{212}
Таким образом, действия подвижника, по учению старца Иосифа, должны быть гармоничны и направлены равно к достижению всех добродетелей. Они должны быть разумно уравновешены — запрещено как чрезмерное усердие, так и излишнее расслабление, потому что враг караулит с двух сторон. Если подвижник не слишком горяч и не рвется безрассудно вперед, то враг выжидает, когда тот приустанет и склонится к нерадению, тогда бес «появляется и тянет его назад, чтобы повергнуть в безразличие» и так поработить. В «Послании исихасту пустыннику» старец Иосиф напутствует: «Монах должен или иметь наставника в таком делании и творить совершенное послушание, совершенно отсекая свою волю, или, если он один, остерегаться крайностей и идти по среднему пути. Не должен уклоняться ни вправо, ни влево. И пусть хорошо знает, что только когда получит высокие крылья созерцания, тогда по мере этой Божией благодати и тело выдерживает немощи»{245}.

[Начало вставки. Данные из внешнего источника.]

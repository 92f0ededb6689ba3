#![deny(
    unsafe_code,
    missing_docs,
    dead_code,
    unused_results,
    non_snake_case,
    unreachable_pub
)]

//! Authoritative session state management for Grinch Smasher.
//!
//! The world owns the grid, the despawn timers, the score ledger, the session
//! clock and the game phase. Every mutation goes through [`apply`], which
//! processes one [`Command`] to completion before returning, so timer expiry,
//! taps and phase signals can never interleave.

pub mod clock;
pub mod grid;
pub mod score;
pub mod timers;

use std::time::Duration;

use grinch_smasher_core::{
    CellIndex, Command, Event, ItemKind, Phase, PhotoRef, Signal, SpawnError, CLOCK_INTERVAL,
    DESPAWN_WINDOW, GRID_SIZE, SESSION_DURATION_SECS,
};
use tracing::{debug, error, info};

pub use clock::SessionClock;
pub use grid::{Cell, Grid, GridError};
pub use score::ScoreLedger;
pub use timers::{DespawnTimers, TimerError};

/// Tuning parameters applied by the world.
#[derive(Clone, Copy, Debug, PartialEq, Eq)]
pub struct Config {
    grid_size: usize,
    session_duration_secs: u32,
    clock_interval: Duration,
    despawn_window: Duration,
}

impl Config {
    /// Creates a configuration from explicit values.
    #[must_use]
    pub const fn new(
        grid_size: usize,
        session_duration_secs: u32,
        clock_interval: Duration,
        despawn_window: Duration,
    ) -> Self {
        Self {
            grid_size,
            session_duration_secs,
            clock_interval,
            despawn_window,
        }
    }

    /// Number of cells on the board.
    #[must_use]
    pub const fn grid_size(&self) -> usize {
        self.grid_size
    }

    /// Seconds on the clock when a session starts.
    #[must_use]
    pub const fn session_duration_secs(&self) -> u32 {
        self.session_duration_secs
    }

    /// Time an untapped item stays on the board.
    #[must_use]
    pub const fn despawn_window(&self) -> Duration {
        self.despawn_window
    }
}

impl Default for Config {
    fn default() -> Self {
        Self::new(
            GRID_SIZE,
            SESSION_DURATION_SECS,
            CLOCK_INTERVAL,
            DESPAWN_WINDOW,
        )
    }
}

/// Represents the authoritative Grinch Smasher session state.
#[derive(Debug)]
pub struct World {
    config: Config,
    phase: Phase,
    photo: Option<PhotoRef>,
    grid: Grid,
    despawn: DespawnTimers,
    score: ScoreLedger,
    clock: SessionClock,
    now: Duration,
}

impl World {
    /// Creates a new world waiting for a photo capture.
    #[must_use]
    pub fn new() -> Self {
        Self::with_config(Config::default())
    }

    /// Creates a new world using the provided tuning.
    #[must_use]
    pub fn with_config(config: Config) -> Self {
        Self {
            grid: Grid::new(config.grid_size),
            config,
            phase: Phase::Capturing,
            photo: None,
            despawn: DespawnTimers::new(),
            score: ScoreLedger::new(),
            clock: SessionClock::new(),
            now: Duration::ZERO,
        }
    }

    fn transition(&mut self, to: Phase, out_events: &mut Vec<Event>) {
        let from = self.phase;
        self.phase = to;
        info!(?from, ?to, "phase changed");
        out_events.push(Event::PhaseChanged { from, to });
    }

    fn ignore(&self, signal: Signal, out_events: &mut Vec<Event>) {
        debug!(?signal, phase = ?self.phase, "ignoring stale signal");
        out_events.push(Event::SignalIgnored {
            signal,
            phase: self.phase,
        });
    }

    fn capture_photo(&mut self, photo: PhotoRef, out_events: &mut Vec<Event>) {
        if self.phase != Phase::Capturing {
            self.ignore(Signal::CapturePhoto, out_events);
            return;
        }

        self.photo = Some(photo.clone());
        out_events.push(Event::PhotoStored { photo });
        self.transition(Phase::Ready, out_events);
    }

    fn start_session(&mut self, out_events: &mut Vec<Event>) {
        if self.phase != Phase::Ready {
            self.ignore(Signal::StartSession, out_events);
            return;
        }

        self.score.reset();
        self.halt_timers();
        self.clock.start(
            self.config.session_duration_secs,
            self.now,
            self.config.clock_interval,
        );
        self.transition(Phase::Active, out_events);
        out_events.push(Event::SessionStarted {
            duration_secs: self.config.session_duration_secs,
        });

        // An active session always has a pending clock deadline.
        if !self.clock.is_running() {
            debug!(
                duration_secs = self.config.session_duration_secs,
                interval = ?self.config.clock_interval,
                "session clock cannot run, ending immediately"
            );
            self.end_session(out_events);
        }
    }

    fn replay(&mut self, out_events: &mut Vec<Event>) {
        if self.phase != Phase::Ended {
            self.ignore(Signal::Replay, out_events);
            return;
        }

        self.transition(Phase::Ready, out_events);
    }

    fn new_capture(&mut self, out_events: &mut Vec<Event>) {
        if self.phase == Phase::Capturing {
            self.ignore(Signal::NewCapture, out_events);
            return;
        }

        self.halt_timers();
        if self.photo.take().is_some() {
            out_events.push(Event::PhotoDiscarded);
        }
        self.transition(Phase::Capturing, out_events);
    }

    fn tap(&mut self, cell: CellIndex, out_events: &mut Vec<Event>) {
        if self.phase != Phase::Active {
            self.ignore(Signal::TapCell, out_events);
            return;
        }

        let Some(kind) = self.grid.clear(cell) else {
            debug!(%cell, "tap on empty cell");
            return;
        };

        if !self.despawn.cancel(cell) {
            error!(%cell, "tapped item had no pending despawn timer");
        }
        let score = self.score.apply_tap(kind);
        debug!(%cell, ?kind, score, "item tapped");
        out_events.push(Event::CellTapped { cell, kind, score });
    }

    fn spawn(&mut self, cell: CellIndex, kind: ItemKind, out_events: &mut Vec<Event>) {
        if self.phase != Phase::Active {
            debug!(%cell, ?kind, phase = ?self.phase, "spawn outside active session");
            out_events.push(Event::SpawnRejected {
                cell,
                kind,
                reason: SpawnError::InvalidPhase,
            });
            return;
        }

        if let Err(err) = self.grid.occupy(cell, kind) {
            error!(%err, "spawn violated grid invariant");
            let reason = match err {
                GridError::InvalidIndex(_) => SpawnError::InvalidIndex,
                GridError::Occupied(_) => SpawnError::Occupied,
            };
            out_events.push(Event::SpawnRejected { cell, kind, reason });
            return;
        }

        if let Err(err) = self
            .despawn
            .schedule(cell, self.now, self.config.despawn_window)
        {
            error!(%err, "spawn violated timer invariant");
            let _ = self.grid.clear(cell);
            out_events.push(Event::SpawnRejected {
                cell,
                kind,
                reason: SpawnError::DuplicateTimer,
            });
            return;
        }

        debug!(%cell, ?kind, at = ?self.now, "item spawned");
        out_events.push(Event::ItemSpawned { cell, kind });
    }

    fn advance(&mut self, dt: Duration, out_events: &mut Vec<Event>) {
        out_events.push(Event::TimeAdvanced { dt });
        let target = self.now.saturating_add(dt);

        while let Some(at) = self.next_deadline() {
            if at > target {
                break;
            }
            self.now = at;
            self.fire_due(out_events);
        }

        self.now = target;
    }

    fn fire_due(&mut self, out_events: &mut Vec<Event>) {
        for cell in self.despawn.drain_due(self.now) {
            match self.grid.clear(cell) {
                Some(kind) => {
                    debug!(%cell, ?kind, "item despawned");
                    out_events.push(Event::ItemDespawned { cell, kind });
                }
                None => error!(%cell, "despawn timer fired for an empty cell"),
            }
        }

        if self.clock.next_deadline() == Some(self.now) {
            self.clock.tick();
            out_events.push(Event::ClockTicked {
                remaining_secs: self.clock.remaining_secs(),
            });
            if self.clock.is_expired() {
                self.end_session(out_events);
            }
        }
    }

    fn end_session(&mut self, out_events: &mut Vec<Event>) {
        self.halt_timers();
        let final_score = self.score.value();
        self.transition(Phase::Ended, out_events);
        info!(final_score, "session ended");
        out_events.push(Event::SessionEnded { final_score });
    }

    fn halt_timers(&mut self) {
        self.clock.stop();
        let cancelled = self.despawn.cancel_all();
        self.grid.clear_all();
        if cancelled > 0 {
            debug!(cancelled, "cancelled pending despawn timers");
        }
    }

    fn next_deadline(&self) -> Option<Duration> {
        match (self.despawn.next_deadline(), self.clock.next_deadline()) {
            (Some(despawn), Some(clock)) => Some(despawn.min(clock)),
            (despawn, clock) => despawn.or(clock),
        }
    }
}

impl Default for World {
    fn default() -> Self {
        Self::new()
    }
}

/// Applies the provided command to the world, mutating state deterministically.
pub fn apply(world: &mut World, command: Command, out_events: &mut Vec<Event>) {
    match command {
        Command::CapturePhoto { photo } => world.capture_photo(photo, out_events),
        Command::StartSession => world.start_session(out_events),
        Command::Replay => world.replay(out_events),
        Command::NewCapture => world.new_capture(out_events),
        Command::TapCell { cell } => world.tap(cell, out_events),
        Command::SpawnItem { cell, kind } => world.spawn(cell, kind, out_events),
        Command::Tick { dt } => world.advance(dt, out_events),
    }
}

/// Query functions that provide read-only access to the world state.
pub mod query {
    use std::time::Duration;

    use grinch_smasher_core::{GridView, Phase, PhotoRef};

    use super::{DespawnTimers, Grid, SessionClock, World};

    /// Current phase of the game flow.
    #[must_use]
    pub fn phase(world: &World) -> Phase {
        world.phase
    }

    /// Current score.
    #[must_use]
    pub fn score(world: &World) -> u32 {
        world.score.value()
    }

    /// Seconds left on the session clock.
    ///
    /// Before a session starts this reports the full session duration, which is
    /// what the next session will begin with.
    #[must_use]
    pub fn time_remaining_secs(world: &World) -> u32 {
        match world.phase {
            Phase::Active | Phase::Ended => world.clock.remaining_secs(),
            Phase::Capturing | Phase::Ready => world.config.session_duration_secs(),
        }
    }

    /// Captures a read-only view of every cell in index order.
    #[must_use]
    pub fn grid_view(world: &World) -> GridView {
        world.grid.view()
    }

    /// Provides read-only access to the grid.
    #[must_use]
    pub fn grid(world: &World) -> &Grid {
        &world.grid
    }

    /// Photo reference stored by the last capture, if any.
    #[must_use]
    pub fn photo(world: &World) -> Option<&PhotoRef> {
        world.photo.as_ref()
    }

    /// Virtual time elapsed since the world was created.
    #[must_use]
    pub fn now(world: &World) -> Duration {
        world.now
    }

    /// Virtual time of the next despawn or clock deadline.
    #[must_use]
    pub fn next_deadline(world: &World) -> Option<Duration> {
        world.next_deadline()
    }

    /// Provides read-only access to the pending despawn timers.
    #[must_use]
    pub fn despawn_timers(world: &World) -> &DespawnTimers {
        &world.despawn
    }

    /// Provides read-only access to the session clock.
    #[must_use]
    pub fn clock(world: &World) -> &SessionClock {
        &world.clock
    }
}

Если подвижник действует правильно, если во всех делах ему сопутствует смиренномудрие, то постепенно под воздействием благодати к нему приходит преуспеяние. Но здесь его вновь подстерегает вражеская сеть прельщения. «С сатанинской изощренностью в уме укореняется мысль, что это является достижением его собственных способностей, которого другие по справедливости лишены из-за своего нерадения». Он может теперь обличать и укорять не стяжавших благодать, ибо уверен, что «все способны получить ее, если понудят себя». Неискушенный, он думает, что, усердно побуждая себя к подвигам, может своим ничтожным человеческим усилием привлечь к себе благодать, а получив ее, дерзко полагает, что благодать «дана ему как воздаяние за его делание». Но, увы, таковые «лишены света рассуждения»; заблуждающиеся, они не ведают, что если Господь по Своему желанию, в угодное Ему время не пошлет благодать, то мы «останемся бесплодными и совершенно нагими, труды же наши послужат пищею бесам и прекрасно возделанные добродетели обратятся в пороки!».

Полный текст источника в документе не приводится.